• What the task requires:
For the records below, give the number of lines that include the string "Absolute". Nothing else belongs in the answer.

• Input records:
================

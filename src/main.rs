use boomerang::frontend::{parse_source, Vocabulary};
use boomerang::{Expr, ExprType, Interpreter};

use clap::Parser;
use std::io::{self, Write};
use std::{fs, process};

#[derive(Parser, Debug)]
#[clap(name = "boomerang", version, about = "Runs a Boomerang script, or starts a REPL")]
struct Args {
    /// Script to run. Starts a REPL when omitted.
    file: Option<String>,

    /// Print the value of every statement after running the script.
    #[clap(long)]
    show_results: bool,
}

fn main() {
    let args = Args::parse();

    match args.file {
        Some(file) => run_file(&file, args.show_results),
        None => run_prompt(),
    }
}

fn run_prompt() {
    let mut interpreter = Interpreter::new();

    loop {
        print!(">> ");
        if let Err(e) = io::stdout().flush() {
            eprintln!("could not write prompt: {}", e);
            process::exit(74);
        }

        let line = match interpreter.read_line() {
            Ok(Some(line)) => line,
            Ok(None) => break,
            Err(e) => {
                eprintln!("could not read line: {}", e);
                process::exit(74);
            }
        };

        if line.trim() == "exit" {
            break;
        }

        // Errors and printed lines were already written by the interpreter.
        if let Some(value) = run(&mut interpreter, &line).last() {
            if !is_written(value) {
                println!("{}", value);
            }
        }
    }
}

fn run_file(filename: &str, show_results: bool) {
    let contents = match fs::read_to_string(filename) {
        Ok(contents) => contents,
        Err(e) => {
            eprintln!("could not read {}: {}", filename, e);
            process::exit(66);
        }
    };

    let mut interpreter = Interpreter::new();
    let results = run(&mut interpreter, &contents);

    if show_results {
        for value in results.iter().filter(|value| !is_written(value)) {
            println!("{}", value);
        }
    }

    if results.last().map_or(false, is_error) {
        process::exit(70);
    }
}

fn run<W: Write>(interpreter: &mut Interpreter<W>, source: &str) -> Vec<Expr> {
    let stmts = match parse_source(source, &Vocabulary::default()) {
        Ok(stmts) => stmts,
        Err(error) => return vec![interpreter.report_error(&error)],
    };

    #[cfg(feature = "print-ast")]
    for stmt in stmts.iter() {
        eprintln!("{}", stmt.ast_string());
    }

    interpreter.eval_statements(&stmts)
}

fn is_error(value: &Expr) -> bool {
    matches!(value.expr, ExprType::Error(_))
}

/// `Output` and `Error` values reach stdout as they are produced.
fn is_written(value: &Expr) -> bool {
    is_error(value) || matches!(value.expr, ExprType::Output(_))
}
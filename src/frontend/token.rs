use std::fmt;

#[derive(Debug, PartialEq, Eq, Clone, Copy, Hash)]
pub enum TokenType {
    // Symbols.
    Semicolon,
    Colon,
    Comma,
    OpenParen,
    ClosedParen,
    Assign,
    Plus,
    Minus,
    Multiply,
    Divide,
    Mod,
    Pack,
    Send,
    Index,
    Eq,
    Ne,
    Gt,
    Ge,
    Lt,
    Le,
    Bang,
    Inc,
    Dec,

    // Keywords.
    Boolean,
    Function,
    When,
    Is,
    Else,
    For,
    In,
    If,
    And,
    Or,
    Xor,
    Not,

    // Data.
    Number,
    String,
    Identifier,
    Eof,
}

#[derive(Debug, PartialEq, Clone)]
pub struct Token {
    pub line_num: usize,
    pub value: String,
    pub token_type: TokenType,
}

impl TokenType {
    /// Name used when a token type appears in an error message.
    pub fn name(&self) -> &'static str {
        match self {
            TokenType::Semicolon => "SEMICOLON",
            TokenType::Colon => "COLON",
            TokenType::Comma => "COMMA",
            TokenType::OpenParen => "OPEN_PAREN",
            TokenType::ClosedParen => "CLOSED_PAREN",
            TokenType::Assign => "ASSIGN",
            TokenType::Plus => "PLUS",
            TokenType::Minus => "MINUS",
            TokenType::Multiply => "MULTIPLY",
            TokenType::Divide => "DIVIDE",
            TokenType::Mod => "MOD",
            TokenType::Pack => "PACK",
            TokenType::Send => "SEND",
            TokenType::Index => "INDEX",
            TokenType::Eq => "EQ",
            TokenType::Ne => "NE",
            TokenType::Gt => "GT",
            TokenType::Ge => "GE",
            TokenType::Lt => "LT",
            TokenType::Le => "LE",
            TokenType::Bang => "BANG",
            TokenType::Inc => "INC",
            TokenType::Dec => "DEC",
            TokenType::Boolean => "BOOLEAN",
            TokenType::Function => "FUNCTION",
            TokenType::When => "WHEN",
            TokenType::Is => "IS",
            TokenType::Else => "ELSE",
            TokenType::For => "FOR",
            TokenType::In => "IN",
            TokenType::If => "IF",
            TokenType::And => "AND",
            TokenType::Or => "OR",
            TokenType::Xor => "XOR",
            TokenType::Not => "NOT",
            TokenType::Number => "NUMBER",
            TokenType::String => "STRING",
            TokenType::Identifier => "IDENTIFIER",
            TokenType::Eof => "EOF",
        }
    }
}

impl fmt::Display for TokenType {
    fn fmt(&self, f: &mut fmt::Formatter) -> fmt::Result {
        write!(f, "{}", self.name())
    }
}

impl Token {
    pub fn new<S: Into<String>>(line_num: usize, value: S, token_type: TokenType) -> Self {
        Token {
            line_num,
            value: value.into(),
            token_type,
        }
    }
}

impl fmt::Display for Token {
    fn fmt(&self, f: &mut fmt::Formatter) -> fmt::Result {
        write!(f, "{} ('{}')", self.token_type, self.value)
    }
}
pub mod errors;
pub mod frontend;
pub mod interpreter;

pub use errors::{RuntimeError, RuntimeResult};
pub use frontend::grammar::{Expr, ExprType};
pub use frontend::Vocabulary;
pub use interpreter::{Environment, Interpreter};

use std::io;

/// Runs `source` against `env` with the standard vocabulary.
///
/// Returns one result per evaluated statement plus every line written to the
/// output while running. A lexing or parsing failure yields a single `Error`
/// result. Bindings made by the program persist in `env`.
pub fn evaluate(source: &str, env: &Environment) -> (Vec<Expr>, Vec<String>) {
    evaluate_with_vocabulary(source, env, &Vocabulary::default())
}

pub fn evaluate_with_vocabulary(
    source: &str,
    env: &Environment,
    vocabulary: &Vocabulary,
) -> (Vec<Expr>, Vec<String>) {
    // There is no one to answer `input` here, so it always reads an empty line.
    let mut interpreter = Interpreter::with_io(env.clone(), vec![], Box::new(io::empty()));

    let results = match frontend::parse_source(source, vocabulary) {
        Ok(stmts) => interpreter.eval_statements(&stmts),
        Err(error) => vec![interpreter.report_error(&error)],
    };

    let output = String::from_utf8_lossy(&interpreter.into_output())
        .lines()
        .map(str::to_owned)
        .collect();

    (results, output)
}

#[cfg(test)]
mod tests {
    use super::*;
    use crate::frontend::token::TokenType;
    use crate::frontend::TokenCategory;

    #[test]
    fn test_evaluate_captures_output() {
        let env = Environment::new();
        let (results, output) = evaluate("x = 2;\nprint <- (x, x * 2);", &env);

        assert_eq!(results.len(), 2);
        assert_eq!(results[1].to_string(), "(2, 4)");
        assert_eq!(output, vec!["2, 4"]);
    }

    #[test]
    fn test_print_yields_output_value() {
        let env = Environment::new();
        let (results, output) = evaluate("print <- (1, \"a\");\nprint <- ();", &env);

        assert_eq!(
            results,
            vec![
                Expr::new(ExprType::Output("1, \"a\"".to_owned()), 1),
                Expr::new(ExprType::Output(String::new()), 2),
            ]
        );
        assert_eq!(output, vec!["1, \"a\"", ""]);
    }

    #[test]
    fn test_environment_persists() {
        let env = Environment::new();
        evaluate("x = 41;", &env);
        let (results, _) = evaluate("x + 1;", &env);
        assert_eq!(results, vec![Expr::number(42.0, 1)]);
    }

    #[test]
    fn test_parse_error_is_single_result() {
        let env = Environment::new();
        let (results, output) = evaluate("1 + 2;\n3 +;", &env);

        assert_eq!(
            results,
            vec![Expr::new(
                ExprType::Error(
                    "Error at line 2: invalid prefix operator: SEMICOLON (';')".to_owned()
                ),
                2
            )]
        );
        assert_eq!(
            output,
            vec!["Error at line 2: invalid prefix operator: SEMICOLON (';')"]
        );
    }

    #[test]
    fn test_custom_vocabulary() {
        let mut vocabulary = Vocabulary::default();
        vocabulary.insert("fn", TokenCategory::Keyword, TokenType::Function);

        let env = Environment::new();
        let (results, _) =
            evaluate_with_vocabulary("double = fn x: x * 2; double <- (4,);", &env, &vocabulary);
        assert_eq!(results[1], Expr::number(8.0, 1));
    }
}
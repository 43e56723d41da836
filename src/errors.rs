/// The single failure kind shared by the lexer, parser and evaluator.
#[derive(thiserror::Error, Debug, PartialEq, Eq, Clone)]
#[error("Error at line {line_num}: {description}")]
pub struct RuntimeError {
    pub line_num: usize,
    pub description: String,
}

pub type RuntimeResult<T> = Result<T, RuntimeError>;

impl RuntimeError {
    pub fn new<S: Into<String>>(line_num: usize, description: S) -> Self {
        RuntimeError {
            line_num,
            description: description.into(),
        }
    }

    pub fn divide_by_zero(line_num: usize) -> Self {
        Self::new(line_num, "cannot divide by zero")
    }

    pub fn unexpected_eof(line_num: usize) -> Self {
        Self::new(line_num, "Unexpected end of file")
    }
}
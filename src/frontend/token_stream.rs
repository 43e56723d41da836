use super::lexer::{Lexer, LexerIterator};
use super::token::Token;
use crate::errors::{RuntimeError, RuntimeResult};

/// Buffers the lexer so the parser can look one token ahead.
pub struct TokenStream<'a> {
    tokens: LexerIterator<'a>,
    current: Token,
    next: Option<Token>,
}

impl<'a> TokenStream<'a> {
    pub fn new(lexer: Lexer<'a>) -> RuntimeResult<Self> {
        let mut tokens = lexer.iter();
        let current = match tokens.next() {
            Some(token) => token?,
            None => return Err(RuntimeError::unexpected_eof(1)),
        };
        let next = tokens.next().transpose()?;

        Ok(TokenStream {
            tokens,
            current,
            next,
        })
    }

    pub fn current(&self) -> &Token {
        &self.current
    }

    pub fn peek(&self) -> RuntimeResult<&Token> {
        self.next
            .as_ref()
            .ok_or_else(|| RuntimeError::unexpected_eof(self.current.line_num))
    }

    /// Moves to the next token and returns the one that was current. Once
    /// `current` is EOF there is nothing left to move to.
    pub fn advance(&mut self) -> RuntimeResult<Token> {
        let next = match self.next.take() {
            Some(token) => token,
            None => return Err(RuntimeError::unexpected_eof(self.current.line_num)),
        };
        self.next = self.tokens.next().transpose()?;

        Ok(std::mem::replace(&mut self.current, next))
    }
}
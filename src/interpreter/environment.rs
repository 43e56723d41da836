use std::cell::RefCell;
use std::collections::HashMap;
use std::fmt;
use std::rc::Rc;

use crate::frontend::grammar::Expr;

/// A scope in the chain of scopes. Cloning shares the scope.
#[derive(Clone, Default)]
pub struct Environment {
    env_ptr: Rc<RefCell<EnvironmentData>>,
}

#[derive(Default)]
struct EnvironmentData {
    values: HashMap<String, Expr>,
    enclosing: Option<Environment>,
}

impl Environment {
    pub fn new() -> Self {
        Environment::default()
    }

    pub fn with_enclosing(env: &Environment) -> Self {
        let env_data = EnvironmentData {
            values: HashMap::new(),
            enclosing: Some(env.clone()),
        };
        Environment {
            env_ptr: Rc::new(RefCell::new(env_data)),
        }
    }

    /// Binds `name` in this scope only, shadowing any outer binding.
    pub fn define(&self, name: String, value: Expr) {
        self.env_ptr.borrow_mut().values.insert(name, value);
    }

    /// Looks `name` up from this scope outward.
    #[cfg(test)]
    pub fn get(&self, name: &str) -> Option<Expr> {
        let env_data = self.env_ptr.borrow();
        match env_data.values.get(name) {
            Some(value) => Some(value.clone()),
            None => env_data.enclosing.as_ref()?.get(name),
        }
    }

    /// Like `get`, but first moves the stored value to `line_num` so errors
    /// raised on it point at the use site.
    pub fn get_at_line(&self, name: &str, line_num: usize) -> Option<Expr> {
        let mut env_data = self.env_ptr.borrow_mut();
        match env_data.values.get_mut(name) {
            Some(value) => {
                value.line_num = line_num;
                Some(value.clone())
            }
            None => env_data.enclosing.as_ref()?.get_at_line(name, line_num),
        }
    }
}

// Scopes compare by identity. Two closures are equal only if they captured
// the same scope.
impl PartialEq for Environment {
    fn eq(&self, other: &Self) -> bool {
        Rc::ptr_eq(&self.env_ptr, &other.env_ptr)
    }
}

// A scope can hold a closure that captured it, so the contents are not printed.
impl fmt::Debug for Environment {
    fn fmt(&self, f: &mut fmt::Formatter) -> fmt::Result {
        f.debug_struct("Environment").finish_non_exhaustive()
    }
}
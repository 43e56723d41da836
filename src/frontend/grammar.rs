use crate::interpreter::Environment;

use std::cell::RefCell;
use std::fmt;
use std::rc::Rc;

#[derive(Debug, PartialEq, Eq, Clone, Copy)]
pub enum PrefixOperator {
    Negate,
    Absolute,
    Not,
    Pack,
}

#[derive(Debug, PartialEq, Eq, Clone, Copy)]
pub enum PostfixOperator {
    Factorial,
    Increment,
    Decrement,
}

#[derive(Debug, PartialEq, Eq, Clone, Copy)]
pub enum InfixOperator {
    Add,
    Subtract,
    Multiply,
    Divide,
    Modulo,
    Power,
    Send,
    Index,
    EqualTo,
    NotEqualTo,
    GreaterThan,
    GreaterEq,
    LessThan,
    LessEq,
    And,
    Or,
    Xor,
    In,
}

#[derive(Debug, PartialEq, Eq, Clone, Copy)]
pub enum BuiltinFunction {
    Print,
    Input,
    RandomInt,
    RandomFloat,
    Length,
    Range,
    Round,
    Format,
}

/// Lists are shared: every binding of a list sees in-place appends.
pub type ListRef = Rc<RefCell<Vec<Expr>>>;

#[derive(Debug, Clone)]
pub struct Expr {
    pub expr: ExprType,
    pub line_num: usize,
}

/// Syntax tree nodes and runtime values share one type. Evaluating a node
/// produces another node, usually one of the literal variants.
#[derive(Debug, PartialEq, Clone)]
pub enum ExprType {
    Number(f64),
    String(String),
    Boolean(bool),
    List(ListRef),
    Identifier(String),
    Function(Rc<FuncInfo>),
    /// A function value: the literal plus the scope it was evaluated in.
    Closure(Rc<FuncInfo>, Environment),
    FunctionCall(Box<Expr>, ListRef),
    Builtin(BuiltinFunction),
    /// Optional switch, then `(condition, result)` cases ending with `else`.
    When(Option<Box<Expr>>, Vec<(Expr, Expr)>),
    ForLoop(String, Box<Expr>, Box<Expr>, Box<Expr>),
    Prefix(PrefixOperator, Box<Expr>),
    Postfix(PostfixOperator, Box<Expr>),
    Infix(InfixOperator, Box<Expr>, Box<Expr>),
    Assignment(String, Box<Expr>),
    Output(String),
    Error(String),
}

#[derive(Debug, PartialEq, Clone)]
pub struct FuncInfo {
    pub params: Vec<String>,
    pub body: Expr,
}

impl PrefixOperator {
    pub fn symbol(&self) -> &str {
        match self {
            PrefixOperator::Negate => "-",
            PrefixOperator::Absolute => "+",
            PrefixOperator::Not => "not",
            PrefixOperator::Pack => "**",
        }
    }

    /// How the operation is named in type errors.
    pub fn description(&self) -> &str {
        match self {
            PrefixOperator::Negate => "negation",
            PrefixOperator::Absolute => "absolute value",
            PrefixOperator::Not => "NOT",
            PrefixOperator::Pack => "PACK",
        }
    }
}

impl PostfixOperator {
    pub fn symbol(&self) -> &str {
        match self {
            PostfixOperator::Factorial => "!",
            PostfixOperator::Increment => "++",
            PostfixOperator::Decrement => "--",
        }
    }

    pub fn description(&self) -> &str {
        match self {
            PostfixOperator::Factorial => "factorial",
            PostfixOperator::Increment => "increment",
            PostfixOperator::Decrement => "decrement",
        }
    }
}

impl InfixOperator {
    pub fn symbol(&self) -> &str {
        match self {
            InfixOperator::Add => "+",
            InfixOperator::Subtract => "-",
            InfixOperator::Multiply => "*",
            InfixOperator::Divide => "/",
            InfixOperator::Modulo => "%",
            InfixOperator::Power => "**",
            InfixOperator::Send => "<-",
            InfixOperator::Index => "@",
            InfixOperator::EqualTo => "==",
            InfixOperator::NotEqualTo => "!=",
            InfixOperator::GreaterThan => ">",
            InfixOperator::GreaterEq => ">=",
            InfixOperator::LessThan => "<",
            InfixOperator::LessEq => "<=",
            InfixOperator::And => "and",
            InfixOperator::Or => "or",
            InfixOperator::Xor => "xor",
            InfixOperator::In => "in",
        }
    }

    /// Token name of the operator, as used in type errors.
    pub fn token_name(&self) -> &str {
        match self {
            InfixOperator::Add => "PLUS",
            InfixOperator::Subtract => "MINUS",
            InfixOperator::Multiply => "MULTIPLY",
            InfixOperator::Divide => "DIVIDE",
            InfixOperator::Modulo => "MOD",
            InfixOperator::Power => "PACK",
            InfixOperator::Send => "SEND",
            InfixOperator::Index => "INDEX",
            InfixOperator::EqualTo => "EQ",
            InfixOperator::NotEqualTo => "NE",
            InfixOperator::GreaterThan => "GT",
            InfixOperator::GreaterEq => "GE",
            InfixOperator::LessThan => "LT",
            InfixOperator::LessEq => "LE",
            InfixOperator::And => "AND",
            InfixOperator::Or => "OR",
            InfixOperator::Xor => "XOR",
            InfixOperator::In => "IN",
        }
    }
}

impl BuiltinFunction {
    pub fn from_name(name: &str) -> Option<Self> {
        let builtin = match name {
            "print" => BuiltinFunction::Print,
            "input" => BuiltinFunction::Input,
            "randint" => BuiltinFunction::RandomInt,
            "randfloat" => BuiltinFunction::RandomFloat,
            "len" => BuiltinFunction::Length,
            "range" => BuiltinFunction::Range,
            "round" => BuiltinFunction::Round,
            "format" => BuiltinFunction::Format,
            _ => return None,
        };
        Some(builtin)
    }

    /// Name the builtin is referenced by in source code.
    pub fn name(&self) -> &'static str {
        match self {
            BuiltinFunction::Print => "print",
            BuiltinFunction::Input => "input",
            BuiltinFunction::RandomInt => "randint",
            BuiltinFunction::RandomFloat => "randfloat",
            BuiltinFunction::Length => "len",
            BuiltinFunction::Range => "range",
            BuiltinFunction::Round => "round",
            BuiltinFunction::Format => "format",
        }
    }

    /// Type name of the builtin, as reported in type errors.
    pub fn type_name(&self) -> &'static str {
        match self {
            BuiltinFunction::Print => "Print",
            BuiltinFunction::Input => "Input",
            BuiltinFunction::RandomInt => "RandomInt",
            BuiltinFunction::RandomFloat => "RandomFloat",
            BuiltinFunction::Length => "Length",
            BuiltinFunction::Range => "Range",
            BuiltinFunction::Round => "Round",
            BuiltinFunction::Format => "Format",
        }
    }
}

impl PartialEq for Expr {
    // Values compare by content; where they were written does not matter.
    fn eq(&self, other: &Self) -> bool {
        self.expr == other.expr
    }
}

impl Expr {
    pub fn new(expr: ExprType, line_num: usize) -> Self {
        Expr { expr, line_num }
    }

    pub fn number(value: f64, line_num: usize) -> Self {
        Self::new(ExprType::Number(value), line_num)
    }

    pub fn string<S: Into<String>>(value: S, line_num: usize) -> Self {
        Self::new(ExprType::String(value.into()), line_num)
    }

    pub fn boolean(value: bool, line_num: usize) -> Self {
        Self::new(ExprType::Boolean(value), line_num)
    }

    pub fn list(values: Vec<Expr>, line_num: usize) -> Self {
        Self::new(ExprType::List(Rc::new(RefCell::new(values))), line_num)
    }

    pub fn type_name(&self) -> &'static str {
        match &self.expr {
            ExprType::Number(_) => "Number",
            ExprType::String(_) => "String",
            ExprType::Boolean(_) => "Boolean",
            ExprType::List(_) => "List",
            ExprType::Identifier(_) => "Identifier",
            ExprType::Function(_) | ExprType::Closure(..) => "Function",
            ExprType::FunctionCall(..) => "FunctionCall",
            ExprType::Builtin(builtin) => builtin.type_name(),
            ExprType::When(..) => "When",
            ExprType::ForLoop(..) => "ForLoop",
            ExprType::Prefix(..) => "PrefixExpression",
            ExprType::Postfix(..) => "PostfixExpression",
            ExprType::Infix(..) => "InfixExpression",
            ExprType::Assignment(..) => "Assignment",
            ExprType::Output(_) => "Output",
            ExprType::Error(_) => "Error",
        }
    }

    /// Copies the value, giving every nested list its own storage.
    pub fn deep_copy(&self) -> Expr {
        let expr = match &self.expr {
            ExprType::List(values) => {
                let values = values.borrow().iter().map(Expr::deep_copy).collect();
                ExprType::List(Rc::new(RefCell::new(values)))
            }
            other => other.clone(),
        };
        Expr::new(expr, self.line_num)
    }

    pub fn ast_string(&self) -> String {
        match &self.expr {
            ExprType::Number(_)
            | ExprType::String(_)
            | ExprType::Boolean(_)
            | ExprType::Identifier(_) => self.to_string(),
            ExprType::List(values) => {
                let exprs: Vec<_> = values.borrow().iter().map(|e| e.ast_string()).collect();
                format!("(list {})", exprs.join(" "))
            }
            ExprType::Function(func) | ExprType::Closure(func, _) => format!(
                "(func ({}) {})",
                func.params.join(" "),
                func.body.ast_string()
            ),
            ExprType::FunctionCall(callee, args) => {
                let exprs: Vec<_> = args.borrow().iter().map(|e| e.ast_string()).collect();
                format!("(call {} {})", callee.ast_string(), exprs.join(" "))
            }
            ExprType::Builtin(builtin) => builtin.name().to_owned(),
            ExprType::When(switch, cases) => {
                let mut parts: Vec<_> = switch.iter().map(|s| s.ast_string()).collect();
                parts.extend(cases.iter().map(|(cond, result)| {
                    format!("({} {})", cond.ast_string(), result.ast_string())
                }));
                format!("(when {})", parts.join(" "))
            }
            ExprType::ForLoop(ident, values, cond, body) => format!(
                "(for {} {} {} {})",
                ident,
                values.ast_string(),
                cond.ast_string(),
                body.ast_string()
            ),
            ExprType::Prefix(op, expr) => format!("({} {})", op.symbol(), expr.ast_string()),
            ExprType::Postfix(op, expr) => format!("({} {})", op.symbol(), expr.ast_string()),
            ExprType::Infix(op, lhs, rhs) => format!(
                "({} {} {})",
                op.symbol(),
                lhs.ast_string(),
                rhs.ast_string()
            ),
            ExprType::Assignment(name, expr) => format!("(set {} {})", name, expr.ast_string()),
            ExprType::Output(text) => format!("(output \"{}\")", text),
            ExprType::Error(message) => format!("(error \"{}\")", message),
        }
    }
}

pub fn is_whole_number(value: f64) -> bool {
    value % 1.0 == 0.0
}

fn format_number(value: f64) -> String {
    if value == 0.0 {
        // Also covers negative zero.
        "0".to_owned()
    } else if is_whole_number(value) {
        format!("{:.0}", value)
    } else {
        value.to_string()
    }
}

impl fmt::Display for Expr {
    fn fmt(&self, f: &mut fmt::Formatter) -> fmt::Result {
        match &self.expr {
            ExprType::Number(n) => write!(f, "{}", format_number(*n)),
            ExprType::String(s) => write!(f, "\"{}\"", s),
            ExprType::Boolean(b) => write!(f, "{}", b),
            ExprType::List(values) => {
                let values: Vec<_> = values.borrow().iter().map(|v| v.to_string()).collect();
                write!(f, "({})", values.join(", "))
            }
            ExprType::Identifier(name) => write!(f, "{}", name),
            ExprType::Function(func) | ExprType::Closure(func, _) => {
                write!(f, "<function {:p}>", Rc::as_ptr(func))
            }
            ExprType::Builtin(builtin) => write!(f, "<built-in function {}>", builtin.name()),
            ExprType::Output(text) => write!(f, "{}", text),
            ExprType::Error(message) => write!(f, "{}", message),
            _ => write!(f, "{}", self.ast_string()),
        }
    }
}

================

• Expected answer:
3